What you will do: Take the lines below between the one holding "prom::record_processed(outcome.as_str(), elapsed);" and the one holding "pub fn worker_stopped(&self)", inclusive, and copy them exactly. Add nothing.

Collected data entries:
================

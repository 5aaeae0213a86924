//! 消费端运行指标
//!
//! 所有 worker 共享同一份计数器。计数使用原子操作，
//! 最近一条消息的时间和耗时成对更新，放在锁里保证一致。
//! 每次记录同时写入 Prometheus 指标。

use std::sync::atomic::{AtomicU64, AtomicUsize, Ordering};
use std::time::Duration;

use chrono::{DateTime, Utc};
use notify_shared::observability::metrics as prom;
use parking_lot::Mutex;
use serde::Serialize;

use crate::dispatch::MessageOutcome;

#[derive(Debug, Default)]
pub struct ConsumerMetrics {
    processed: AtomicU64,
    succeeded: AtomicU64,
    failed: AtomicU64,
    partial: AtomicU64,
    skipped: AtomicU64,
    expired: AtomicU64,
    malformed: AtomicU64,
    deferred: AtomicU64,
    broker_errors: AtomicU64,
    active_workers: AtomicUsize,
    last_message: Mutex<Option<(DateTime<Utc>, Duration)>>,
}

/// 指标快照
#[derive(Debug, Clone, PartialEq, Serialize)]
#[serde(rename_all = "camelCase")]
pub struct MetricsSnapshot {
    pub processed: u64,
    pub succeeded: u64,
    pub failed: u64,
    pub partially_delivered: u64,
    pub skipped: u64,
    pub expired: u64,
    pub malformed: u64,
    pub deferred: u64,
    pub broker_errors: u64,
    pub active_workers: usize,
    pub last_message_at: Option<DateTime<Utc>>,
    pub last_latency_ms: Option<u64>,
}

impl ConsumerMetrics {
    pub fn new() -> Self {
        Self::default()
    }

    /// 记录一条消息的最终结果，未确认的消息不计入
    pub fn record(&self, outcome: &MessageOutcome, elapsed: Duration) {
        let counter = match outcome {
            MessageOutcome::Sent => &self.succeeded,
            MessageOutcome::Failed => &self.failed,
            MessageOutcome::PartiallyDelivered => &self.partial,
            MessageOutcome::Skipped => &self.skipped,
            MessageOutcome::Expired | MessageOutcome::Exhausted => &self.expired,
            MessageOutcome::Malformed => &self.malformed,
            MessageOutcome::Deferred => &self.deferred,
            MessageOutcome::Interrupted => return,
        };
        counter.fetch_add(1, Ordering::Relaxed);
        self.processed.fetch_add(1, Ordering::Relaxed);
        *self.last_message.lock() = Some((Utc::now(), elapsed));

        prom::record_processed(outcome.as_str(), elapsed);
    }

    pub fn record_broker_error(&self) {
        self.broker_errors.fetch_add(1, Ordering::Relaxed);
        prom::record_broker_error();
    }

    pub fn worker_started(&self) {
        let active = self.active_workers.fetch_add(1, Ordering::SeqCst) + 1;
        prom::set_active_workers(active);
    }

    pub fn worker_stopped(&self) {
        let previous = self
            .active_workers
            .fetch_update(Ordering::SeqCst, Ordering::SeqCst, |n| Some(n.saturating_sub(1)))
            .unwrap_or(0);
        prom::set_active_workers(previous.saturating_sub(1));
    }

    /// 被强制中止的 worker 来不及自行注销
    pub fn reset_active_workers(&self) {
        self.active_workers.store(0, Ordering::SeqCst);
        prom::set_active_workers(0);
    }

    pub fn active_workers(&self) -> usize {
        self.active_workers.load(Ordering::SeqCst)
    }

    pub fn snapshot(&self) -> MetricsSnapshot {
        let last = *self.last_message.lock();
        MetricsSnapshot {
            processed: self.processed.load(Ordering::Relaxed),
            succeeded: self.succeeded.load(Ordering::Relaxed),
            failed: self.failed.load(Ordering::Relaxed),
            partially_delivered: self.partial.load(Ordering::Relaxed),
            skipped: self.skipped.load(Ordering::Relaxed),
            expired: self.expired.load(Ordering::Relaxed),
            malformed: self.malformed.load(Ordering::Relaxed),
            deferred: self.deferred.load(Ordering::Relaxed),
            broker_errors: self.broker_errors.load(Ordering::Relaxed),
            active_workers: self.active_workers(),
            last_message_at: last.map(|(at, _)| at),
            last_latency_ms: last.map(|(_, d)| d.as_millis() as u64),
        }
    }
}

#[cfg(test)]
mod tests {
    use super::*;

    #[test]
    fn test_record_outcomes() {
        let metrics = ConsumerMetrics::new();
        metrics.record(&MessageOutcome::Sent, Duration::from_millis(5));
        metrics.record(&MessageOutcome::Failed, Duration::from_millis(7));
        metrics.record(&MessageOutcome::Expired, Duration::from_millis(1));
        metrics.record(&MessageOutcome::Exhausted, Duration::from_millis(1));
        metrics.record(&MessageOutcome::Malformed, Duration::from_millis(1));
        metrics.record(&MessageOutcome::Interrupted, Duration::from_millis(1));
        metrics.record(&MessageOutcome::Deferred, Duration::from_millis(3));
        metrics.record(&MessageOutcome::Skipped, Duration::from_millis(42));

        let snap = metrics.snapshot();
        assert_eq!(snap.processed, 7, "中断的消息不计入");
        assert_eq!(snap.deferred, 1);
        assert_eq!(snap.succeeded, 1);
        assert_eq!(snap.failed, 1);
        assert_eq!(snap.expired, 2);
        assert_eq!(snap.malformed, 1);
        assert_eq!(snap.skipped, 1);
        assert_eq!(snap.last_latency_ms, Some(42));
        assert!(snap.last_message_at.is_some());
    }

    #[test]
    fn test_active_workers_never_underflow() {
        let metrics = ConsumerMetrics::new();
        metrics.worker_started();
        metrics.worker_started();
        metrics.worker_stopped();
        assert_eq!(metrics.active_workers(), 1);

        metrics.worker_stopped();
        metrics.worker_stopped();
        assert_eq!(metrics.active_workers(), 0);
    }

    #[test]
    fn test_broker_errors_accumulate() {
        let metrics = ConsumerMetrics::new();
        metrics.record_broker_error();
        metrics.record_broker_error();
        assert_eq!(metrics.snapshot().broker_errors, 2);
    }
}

================

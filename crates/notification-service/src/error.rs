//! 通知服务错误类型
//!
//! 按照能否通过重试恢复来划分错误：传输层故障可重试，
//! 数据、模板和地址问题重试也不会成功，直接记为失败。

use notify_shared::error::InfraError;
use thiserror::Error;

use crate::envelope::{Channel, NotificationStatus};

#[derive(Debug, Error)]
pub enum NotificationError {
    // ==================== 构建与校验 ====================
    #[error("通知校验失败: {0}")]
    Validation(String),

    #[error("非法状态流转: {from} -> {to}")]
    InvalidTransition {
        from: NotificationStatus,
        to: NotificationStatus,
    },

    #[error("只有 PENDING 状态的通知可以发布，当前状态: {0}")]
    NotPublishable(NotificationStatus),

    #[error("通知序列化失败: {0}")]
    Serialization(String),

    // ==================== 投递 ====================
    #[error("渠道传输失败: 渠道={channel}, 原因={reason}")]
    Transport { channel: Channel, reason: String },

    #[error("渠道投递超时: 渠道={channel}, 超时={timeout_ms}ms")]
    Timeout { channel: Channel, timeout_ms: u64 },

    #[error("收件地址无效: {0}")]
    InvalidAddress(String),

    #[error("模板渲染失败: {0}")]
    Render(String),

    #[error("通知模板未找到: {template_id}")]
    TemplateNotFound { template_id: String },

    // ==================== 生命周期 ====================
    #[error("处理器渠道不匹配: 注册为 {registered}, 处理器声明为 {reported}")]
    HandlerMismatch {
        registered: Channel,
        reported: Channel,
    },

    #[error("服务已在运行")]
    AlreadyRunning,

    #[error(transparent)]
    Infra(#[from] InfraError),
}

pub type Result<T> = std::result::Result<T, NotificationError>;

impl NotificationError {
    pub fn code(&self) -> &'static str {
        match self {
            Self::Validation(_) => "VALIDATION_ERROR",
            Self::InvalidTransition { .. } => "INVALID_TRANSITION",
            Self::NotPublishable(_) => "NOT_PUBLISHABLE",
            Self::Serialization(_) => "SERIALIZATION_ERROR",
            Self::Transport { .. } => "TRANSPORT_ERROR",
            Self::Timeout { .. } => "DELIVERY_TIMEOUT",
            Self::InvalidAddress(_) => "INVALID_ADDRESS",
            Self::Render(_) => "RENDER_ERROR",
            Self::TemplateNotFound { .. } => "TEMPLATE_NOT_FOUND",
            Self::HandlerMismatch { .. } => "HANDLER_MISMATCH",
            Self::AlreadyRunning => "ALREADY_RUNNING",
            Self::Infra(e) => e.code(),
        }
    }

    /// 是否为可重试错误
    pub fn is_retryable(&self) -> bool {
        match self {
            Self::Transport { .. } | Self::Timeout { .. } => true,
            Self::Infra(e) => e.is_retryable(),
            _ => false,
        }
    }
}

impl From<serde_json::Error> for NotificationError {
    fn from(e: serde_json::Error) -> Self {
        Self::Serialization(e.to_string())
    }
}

================

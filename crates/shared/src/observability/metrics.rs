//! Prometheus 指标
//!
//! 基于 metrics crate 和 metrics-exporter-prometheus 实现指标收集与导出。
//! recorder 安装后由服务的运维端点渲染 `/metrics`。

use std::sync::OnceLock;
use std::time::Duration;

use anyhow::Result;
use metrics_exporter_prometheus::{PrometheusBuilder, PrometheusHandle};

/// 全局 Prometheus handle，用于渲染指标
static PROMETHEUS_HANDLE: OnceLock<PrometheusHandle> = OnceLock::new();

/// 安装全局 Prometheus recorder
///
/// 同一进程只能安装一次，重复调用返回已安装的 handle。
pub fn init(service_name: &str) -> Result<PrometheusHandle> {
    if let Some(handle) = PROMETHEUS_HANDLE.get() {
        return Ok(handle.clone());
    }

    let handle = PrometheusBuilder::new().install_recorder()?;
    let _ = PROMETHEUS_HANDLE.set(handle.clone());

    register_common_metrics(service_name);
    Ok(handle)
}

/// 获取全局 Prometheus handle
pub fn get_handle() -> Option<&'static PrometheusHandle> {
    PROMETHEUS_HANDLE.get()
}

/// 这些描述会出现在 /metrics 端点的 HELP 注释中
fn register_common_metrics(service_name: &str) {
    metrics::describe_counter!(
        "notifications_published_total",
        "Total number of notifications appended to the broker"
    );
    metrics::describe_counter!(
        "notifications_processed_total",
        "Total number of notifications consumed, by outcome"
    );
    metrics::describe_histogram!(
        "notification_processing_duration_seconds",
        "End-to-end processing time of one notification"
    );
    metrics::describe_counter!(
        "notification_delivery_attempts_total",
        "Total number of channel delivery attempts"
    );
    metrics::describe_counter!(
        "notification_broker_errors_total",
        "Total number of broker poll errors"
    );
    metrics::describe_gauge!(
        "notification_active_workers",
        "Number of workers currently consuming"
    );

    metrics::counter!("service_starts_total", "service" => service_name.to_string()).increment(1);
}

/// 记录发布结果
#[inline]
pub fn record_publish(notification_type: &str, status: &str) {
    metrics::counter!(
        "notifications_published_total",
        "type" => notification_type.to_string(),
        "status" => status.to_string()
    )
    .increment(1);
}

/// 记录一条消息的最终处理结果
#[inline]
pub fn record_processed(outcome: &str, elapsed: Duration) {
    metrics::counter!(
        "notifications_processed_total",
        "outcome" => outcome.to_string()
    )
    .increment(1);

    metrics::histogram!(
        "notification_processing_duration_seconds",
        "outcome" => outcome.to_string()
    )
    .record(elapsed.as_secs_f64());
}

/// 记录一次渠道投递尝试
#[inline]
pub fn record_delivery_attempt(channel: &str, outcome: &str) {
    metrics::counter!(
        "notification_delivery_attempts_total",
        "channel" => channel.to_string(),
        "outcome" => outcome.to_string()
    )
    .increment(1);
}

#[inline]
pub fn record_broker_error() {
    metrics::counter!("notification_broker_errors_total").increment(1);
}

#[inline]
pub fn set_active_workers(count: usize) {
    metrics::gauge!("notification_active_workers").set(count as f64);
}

================

Output for this task:
        prom::record_processed(outcome.as_str(), elapsed);
    }

    pub fn record_broker_error(&self) {
        self.broker_errors.fetch_add(1, Ordering::Relaxed);
        prom::record_broker_error();
    }

    pub fn worker_started(&self) {
        let active = self.active_workers.fetch_add(1, Ordering::SeqCst) + 1;
        prom::set_active_workers(active);
    }

    pub fn worker_stopped(&self) {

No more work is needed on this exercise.